On 37 Kano Students In Egypt: Separating Fact From Fiction
Salihu Tanko Yakasai
There have been hues and cries, spread of misleading information on social media and wilful demonization of the administration of Governor Abdullahi Umar Ganduje on the decision of the Kano State Government to return 37 nursing students of Mansourah University in Egypt due to poor performance.
It is therefore important to point out some facts as regards to the issue.
First of all, in November 2016 Governor Ganduje visited the 2 universities – Mansourah and October 5th – both in Egypt, where Kano state has some students undergoing programmes on scholarship. Being part of the entourage, I remember when Governor Ganduje visited the students in Mansourah, the school authority and the agent handling their affairs complained bitterly to the governor about the low performance of these students. They specifically mentioned the bad behaviour of some of them, including one with a theft case with the Egyptian police, some caught in gross misconduct, examination malpractices and one harassing the female dean of their faculty.
Governor Ganduje and the Nigerian Ambassador to Egypt both took time to advise the students improve on their performance and be good ambassadors. Given the fact that it was increasingly becoming difficult for the state to keep up with their school fees and upkeep allowances due to economic downturn bedevilling the state and nation at large, the students were urged to justify government’s commitment on their studies amid competing demands at home.

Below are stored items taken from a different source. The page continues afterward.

use clap::{Args, Parser, Subcommand};
use clap_complete::Shell;
use std::path::PathBuf;

#[derive(Parser)]
#[command(name = "kubestrap")]
#[command(author = "Alberto Cavalcante")]
#[command(version)]
#[command(about = "Provision a Kubernetes stack onto this host", long_about = None)]
#[command(propagate_version = true)]
pub struct Cli {
    /// Verbosity level
    #[arg(short, long, action = clap::ArgAction::Count, global = true)]
    pub verbose: u8,

    /// Suppress non-essential output
    #[arg(short, long, global = true)]
    pub quiet: bool,

    /// Settings file (default: <config dir>/config.toml)
    #[arg(long, global = true, value_name = "PATH")]
    pub config: Option<PathBuf>,

    /// Directory holding the state ledger
    #[arg(long, global = true, value_name = "PATH")]
    pub state_dir: Option<String>,

    #[command(subcommand)]
    pub command: Command,
}

#[derive(Subcommand)]
pub enum Command {
    /// Run the pre-flight checks only
    Validate,

    /// Install modules and everything they depend on
    Install(InstallArgs),

    /// Show what install would do, without touching the host
    Plan {
        /// Modules to plan (default: the whole catalog)
        modules: Vec<String>,
    },

    /// Show the state ledger
    Status,

    /// List the module catalog
    Modules,

    /// Inspect or edit the state ledger
    #[command(subcommand)]
    State(StateCommand),

    /// Write a settings file with every default spelled out
    GenerateConfig {
        /// Output path (default: <config dir>/config.toml)
        #[arg(short, long)]
        output: Option<PathBuf>,

        /// Overwrite an existing file
        #[arg(short, long)]
        force: bool,
    },

    /// Generate shell completions
    Completions {
        /// Shell to generate completions for
        #[arg(value_enum)]
        shell: Shell,
    },
}

#[derive(Args)]
pub struct InstallArgs {
    /// Modules to install
    #[arg(required = true)]
    pub modules: Vec<String>,

    /// Skip the pre-flight checks
    #[arg(long)]
    pub skip_preflight: bool,

    /// Attempts per module, overriding the settings file
    #[arg(long, value_name = "N", value_parser = clap::value_parser!(u32).range(1..))]
    pub attempts: Option<u32>,

    /// Per-attempt timeout in seconds, overriding the settings file
    #[arg(
        long,
        value_name = "SECS",
        value_parser = clap::value_parser!(u64).range(1..=crate::config::MAX_DURATION_SECS)
    )]
    pub timeout: Option<u64>,

    /// Echo each command as it runs
    #[arg(long)]
    pub echo: bool,
}

#[derive(Subcommand)]
pub enum StateCommand {
    /// Print the raw ledger entries
    Show {
        /// Output JSON
        #[arg(long)]
        json: bool,
    },

    /// Drop a module's ledger entry so the next install re-applies it
    Forget {
        /// Module name
        module: String,

        /// Skip the confirmation prompt
        #[arg(short, long)]
        yes: bool,
    },
}
use colored::{ColoredString, Colorize};
use orchestrator::{CheckResult, DriftStatus, ExecutionStatus, Severity};
use std::time::Duration;

/// Print an info message
pub fn info(msg: &str) {
    println!("{} {}", "ℹ".blue(), msg);
}

/// Print a success message
pub fn success(msg: &str) {
    println!("{} {}", "✓".green(), msg);
}

/// Print a warning message
pub fn warn(msg: &str) {
    println!("{} {}", "⚠".yellow(), msg);
}

/// Print an error message
pub fn error(msg: &str) {
    eprintln!("{} {}", "✗".red(), msg);
}

/// Print a dim/muted message
pub fn dim(msg: &str) {
    println!("  {}", msg.dimmed());
}

/// Print a header/title
pub fn header(title: &str) {
    println!();
    println!("{}", title.bold());
    println!("{}", "─".repeat(title.chars().count()).dimmed());
}

/// Print a section header
pub fn section(title: &str) {
    println!();
    println!("{}", title.cyan().bold());
}

/// Print a key-value pair
pub fn kv(key: &str, value: &str) {
    println!("  {}: {}", key.dimmed(), value);
}

/// Print a step indicator
pub fn step(num: usize, total: usize, msg: &str) {
    println!("{} {}", format!("[{num}/{total}]").blue().bold(), msg);
}

// ============================================================================
// Engine values
// ============================================================================

/// One pre-flight check as a status line
pub fn check_line(check: &CheckResult) {
    let mark = match (check.ok, check.severity) {
        (true, _) => "✓".green(),
        (false, Severity::Required) => "✗".red(),
        (false, Severity::Optional) => "⚠".yellow(),
    };
    let message = if check.ok {
        check.message.dimmed()
    } else {
        check.message.normal()
    };
    println!("  {mark} {:<18} {message}", check.name);
}

/// Colored, fixed-width label for a module outcome
pub fn status_label(status: ExecutionStatus) -> ColoredString {
    let text = format!("{:<9}", status.label());
    match status {
        ExecutionStatus::Applied => text.green(),
        ExecutionStatus::Skipped => text.dimmed(),
        ExecutionStatus::Failed => text.red().bold(),
        ExecutionStatus::TimedOut => text.yellow().bold(),
    }
}

/// Colored label for a ledger comparison
pub fn drift_label(status: DriftStatus) -> ColoredString {
    let text = format!("{:<11}", status.to_string());
    match status {
        DriftStatus::UpToDate => text.green(),
        DriftStatus::Drifted => text.yellow(),
        DriftStatus::NeverApplied => text.dimmed(),
    }
}

/// Format a duration as `850ms`, `12.3s` or `4m 05s`
pub fn format_duration(duration: Duration) -> String {
    let secs = duration.as_secs();
    if secs >= 60 {
        format!("{}m {:02}s", secs / 60, secs % 60)
    } else if duration.as_millis() >= 1000 {
        format!("{:.1}s", duration.as_secs_f64())
    } else {
        format!("{}ms", duration.as_millis())
    }
}

/// Pluralize a count: `1 module`, `3 modules`
pub fn plural(count: usize, noun: &str) -> String {
    if count == 1 {
        format!("{count} {noun}")
    } else {
        format!("{count} {noun}s")
    }
}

Upon our return to Nigeria, Mansourah University sent a letter in January 2017 (two months after the governor’s visit) through their agent warning that the students were still lagging behind in their performances and this will ultimately lead to their withdrawal. This was the last official communication between the university and the state government.
The issue was then deliberated upon extensively at the state Executive Council meeting, at the end of which the council came to the conclusion that the students had demonstrated no capacity to improve and so there was no justification to continue keeping them in Egypt despite the several warnings issued to them by both the school authorities and the state government to improve.
It is worthy of mention that Governor Ganduje inherited over 2,000 of these foreign students in several countries across the world and has expended billions to pay for their outstanding fees and allowances (most of which had not been paid since 2014), and majority of them have so far concluded their studies and returned home. There was no single student that was prematurely returned back to Nigeria for any reason whatsoever except these 37 students.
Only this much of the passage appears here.